Aku, Perempuan, perasaan dan pikiran

Seharusnya memang tidak pernah ada suatu tuntutan yang harus aku lontarkan pada seorang laki-laki, tidak ada laki-laki yang sempurna di dunia ini, semuanya memiliki sisinya masing-masing termasuk prempuan itu sendiri. Karena jika “dia” memang laki-laki seharusnya ia sudah memahami apa yang seharusnya ia lakukan dan sebaliknya jika ia adalah perempuan seharusnya pula ia mampu untuk melakukan sesuatu yang memang sudah menjadi kodratnya, karena agama sudah mengajarkan pada keduanya sejak dulu.

Kehidupan ini begitu beragam, dan waktu terus berputar. Waktu mengajarkan ku tentang banyak hal dalam hidup ini dan waktu juga memaksaku untuk melakukan sesuatu dalam hidup ini. Banyak sekali fenomena yang ku lihat dalam hidup ini mengenai sisi lain perempuan maupun laki-laki, awalnya fenomena semacam ini tak pernah tersebit dalam benakku, tak ku sangka akhirnya aku harus mengerti dan mencoba memahami kehidupan pada sisi ini, awalnya pula aku tak pernah berpikir untuk jauh berpikir mengenai ini tapi waktu berhasil mempertemukan pikiranku, perasaanku dan hatiku pada fenomena-fenomena yang kunjung usai untuk ku kaji dan pahami lebih dalam.

Aku, perasaanku, dan pikiranku selalu menjadi satu dan tak bisa terpecahkan bahkan sulit untuk di pisahkan jalannya jika aku sudah dihadapkan pada sisi ini, terkadang aku tak berdaya, aku hanya mampu melihatnya saja, aku seperti penonton yang tak ubahnya manusia lumpu yang tak mampu bergerak namun terkadang terbesit pula di benak ku untuk melakukan sesuatu pada sisi ini tapi tetap saja aku tak memiliki kemampuan hebat untuk melakukannya.

Banyak pertanyaan yang harus aku tanyakan pada diriku sendiri khususnya jika aku dihadapkan pada sisi ini. “Sisi” bagaimana seharusnya laki-laki bertindak dalam kehidupan ini dan bagaimana seharusnya perempuan bertindak dalam kehidupan ini. Aku percaya Tuhan sudah mengatur segalanya dengan sedemikian rupa, semuanya sudah teratur dan akan berjalan dengan baik jika tidak ada oknum yang berubah merusak tatanan itu tapi kenapa kehidupan ini selalu memberikan cerita yang berbeda, atau Tuhan sengaja dengan semua ini?.
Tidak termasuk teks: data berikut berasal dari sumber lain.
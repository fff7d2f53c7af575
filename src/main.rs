//! PressWire CLI - press release drafting service
//!
//! The application logic is contained in lib.rs, and this file is responsible
//! for parsing arguments and handling top-level errors.

use std::path::PathBuf;
use std::sync::Arc;

use anyhow::Context;
use clap::{Parser, Subcommand};
use presswire::press_release::{self, DraftInput, EnhanceInput, SeoInput, DEFAULT_AUDIENCE};
use presswire::server::{self, AppState};
use presswire::storage::NewPressRelease;
use presswire::{model, Config, Generator, GeneratorSettings, Storage};
use tracing_subscriber::EnvFilter;

#[derive(Parser)]
#[command(name = "presswire")]
#[command(author, version, about = "Press release drafting service", long_about = None)]
struct Cli {
    /// Path to presswire.toml
    #[arg(long, global = true)]
    config: Option<PathBuf>,
    #[command(subcommand)]
    command: Option<Commands>,
}

#[derive(Subcommand)]
enum Commands {
    /// Run the HTTP API (default)
    Serve {
        /// Address to listen on, overriding the config
        #[arg(long)]
        bind: Option<String>,
    },
    /// Draft a press release and store it
    Draft {
        #[arg(long)]
        company: String,
        #[arg(long)]
        announcement: String,
        /// Short description of the company
        #[arg(long)]
        info: String,
        #[arg(long)]
        email: String,
        #[arg(long, default_value = DEFAULT_AUDIENCE)]
        audience: String,
    },
    /// Suggest improvements for a press release read from a file
    Enhance {
        file: PathBuf,
    },
    /// Generate SEO metadata for a press release
    Seo {
        #[arg(long)]
        headline: String,
        #[arg(long)]
        company: String,
        /// File holding the press release body
        body: PathBuf,
    },
    /// List stored press releases
    List {
        #[arg(long, default_value_t = 20)]
        limit: usize,
    },
}

#[tokio::main]
async fn main() -> anyhow::Result<()> {
    tracing_subscriber::fmt()
        .with_env_filter(EnvFilter::try_from_default_env().unwrap_or_else(|_| EnvFilter::new("info")))
        .init();

    let cli = Cli::parse();
    let config = match &cli.config {
        Some(path) => Config::load_from(path)?,
        None => Config::load()?,
    };

    match cli.command.unwrap_or(Commands::Serve { bind: None }) {
        Commands::Serve { bind } => {
            let state = AppState {
                generator: Arc::new(build_generator(&config)?),
                storage: Storage::open(&config.storage.path)?,
            };
            let bind = bind.unwrap_or_else(|| config.server.bind.clone());
            server::serve(&bind, state).await?;
        }
        Commands::Draft {
            company,
            announcement,
            info,
            email,
            audience,
        } => {
            let generator = build_generator(&config)?;
            let input = DraftInput {
                company_name: company,
                announcement,
                company_info: info,
                contact_email: email,
                target_audience: audience,
            };
            let drafted = press_release::generate_press_release(&generator, &input).await?;
            let content = &drafted.value;

            let storage = Storage::open(&config.storage.path)?;
            let stored = storage.insert(NewPressRelease::from_draft(input, drafted.clone()))?;

            println!("=== {} ===", content.headline);
            if let Some(sub) = &content.subheadline {
                println!("{}", sub);
            }
            println!("\n{}\n", content.body);
            println!("{}\n", content.boilerplate);
            println!("SEO title: {}", content.seo_title);
            println!("Meta: {}", content.meta_description);
            println!("Keywords: {}", content.keywords.join(", "));
            println!("Readability: {:.1}", content.readability_score);
            for tip in &content.suggested_improvements {
                println!("  • {}", tip);
            }
            println!(
                "\nStored as #{} ({}) after {} attempt(s)",
                stored.id, stored.slug, drafted.attempts
            );
        }
        Commands::Enhance { file } => {
            let content = std::fs::read_to_string(&file)
                .with_context(|| format!("failed to read {}", file.display()))?;
            let generator = build_generator(&config)?;
            let drafted =
                press_release::enhance_press_release(&generator, &EnhanceInput { content }).await?;
            let enhancement = drafted.value;

            println!("Overall score: {:.1}\n", enhancement.overall_score);
            if let Some(headline) = &enhancement.improved_headline {
                println!("Improved headline: {}\n", headline);
            }
            for (title, items) in [
                ("SEO", &enhancement.seo_suggestions),
                ("Grammar", &enhancement.grammar_corrections),
                ("Style", &enhancement.style_improvements),
            ] {
                if !items.is_empty() {
                    println!("{}:", title);
                    for item in items {
                        println!("  • {}", item);
                    }
                }
            }
            if let Some(body) = &enhancement.improved_body {
                println!("\n--- Improved body ---\n{}", body);
            }
        }
        Commands::Seo {
            headline,
            company,
            body,
        } => {
            let body = std::fs::read_to_string(&body)
                .with_context(|| format!("failed to read {}", body.display()))?;
            let generator = build_generator(&config)?;
            let input = SeoInput {
                headline,
                body,
                company,
            };
            let drafted = press_release::generate_seo_metadata(&generator, &input).await?;
            println!("{}", serde_json::to_string_pretty(&drafted.value)?);
        }
        Commands::List { limit } => {
            let storage = Storage::open(&config.storage.path)?;
            let page = storage.list(0, limit)?;

            if page.items.is_empty() {
                println!("No stored press releases found.");
            } else {
                println!("Stored press releases ({}):\n", page.total);
                for stored in page.items {
                    println!(
                        "📄 #{} {} ({}, {:?})",
                        stored.id,
                        stored.content.headline,
                        stored.created_at.format("%Y-%m-%d %H:%M"),
                        stored.status
                    );
                    println!("   {}", stored.company_name);
                    println!("   {}\n", stored.content.meta_description);
                }
            }
        }
    }

    Ok(())
}

fn build_generator(config: &Config) -> anyhow::Result<Generator> {
    let model = model::from_config(config)?;
    Ok(Generator::new(model, GeneratorSettings::from_config(config)))
}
Dulu, aku nyaris tak pernah mau tau tentang hal semacam ini karena aku percaya kehidupanku kelak tak akan seperti itu (sebenarnya aku tak pernah tau kepercayaan itu berasa darimana), dulu aku selalu tak peduli dengan cerita semacam itu, tak pernah memahaminya mungkin karena aku memang tak pernah merasainya. Kini waktu sudah menuntutku untuk mengerti dan memahami hal ini karena hal ini sudah menjadi bagian dalam hidupku sekarang..

Hari ini aku disuguhkan dengan fenomena klasik dalam kehidupan berumahtangga. Sang suami seorang sarjana arsitek dan seorang isteri sarjana ekonomi, kehidupan mereka terbilang layak dan sangat mapan walau sebenarnya aku tak tau apa yang terjadi didalam keluarga itu, bukankah persepsi orang jika sebuah keluarga terlihat mapan dari luar maka keluarga itu telah berhasil dalam mengatasi sebuah problematika paling tidak itu mengenai ekonomi keluarga meski terkadang kita tidak tau apakah orang didalamnya telah mencapai sebuah hal yang dinamakan kebahagiaan atau tidak mencapainya, seperti yang dikatakan oleh seorang temakn dekatku “orang hidup itu tujuannya untuk mencapai sebuah kebahagiaan, apalah artinya memilik banyak kekayaan sedangkan ia tak pernah merasakan apa yang disebut kebahagiaan” persepsi yang miris sekali memang. Apakah orang yang berhasil mengatasi masalah problematika ekonomi disebut dengan orang sukses? Aku tak pernah bisa menanyakan hal itu kepada setiap orang yang memiliki persepsi itu, aku rasa meraka juga yang tak memiliki indikator yang bisa dipertanggungjawabkan tentang takaran sebuah kesuksesan.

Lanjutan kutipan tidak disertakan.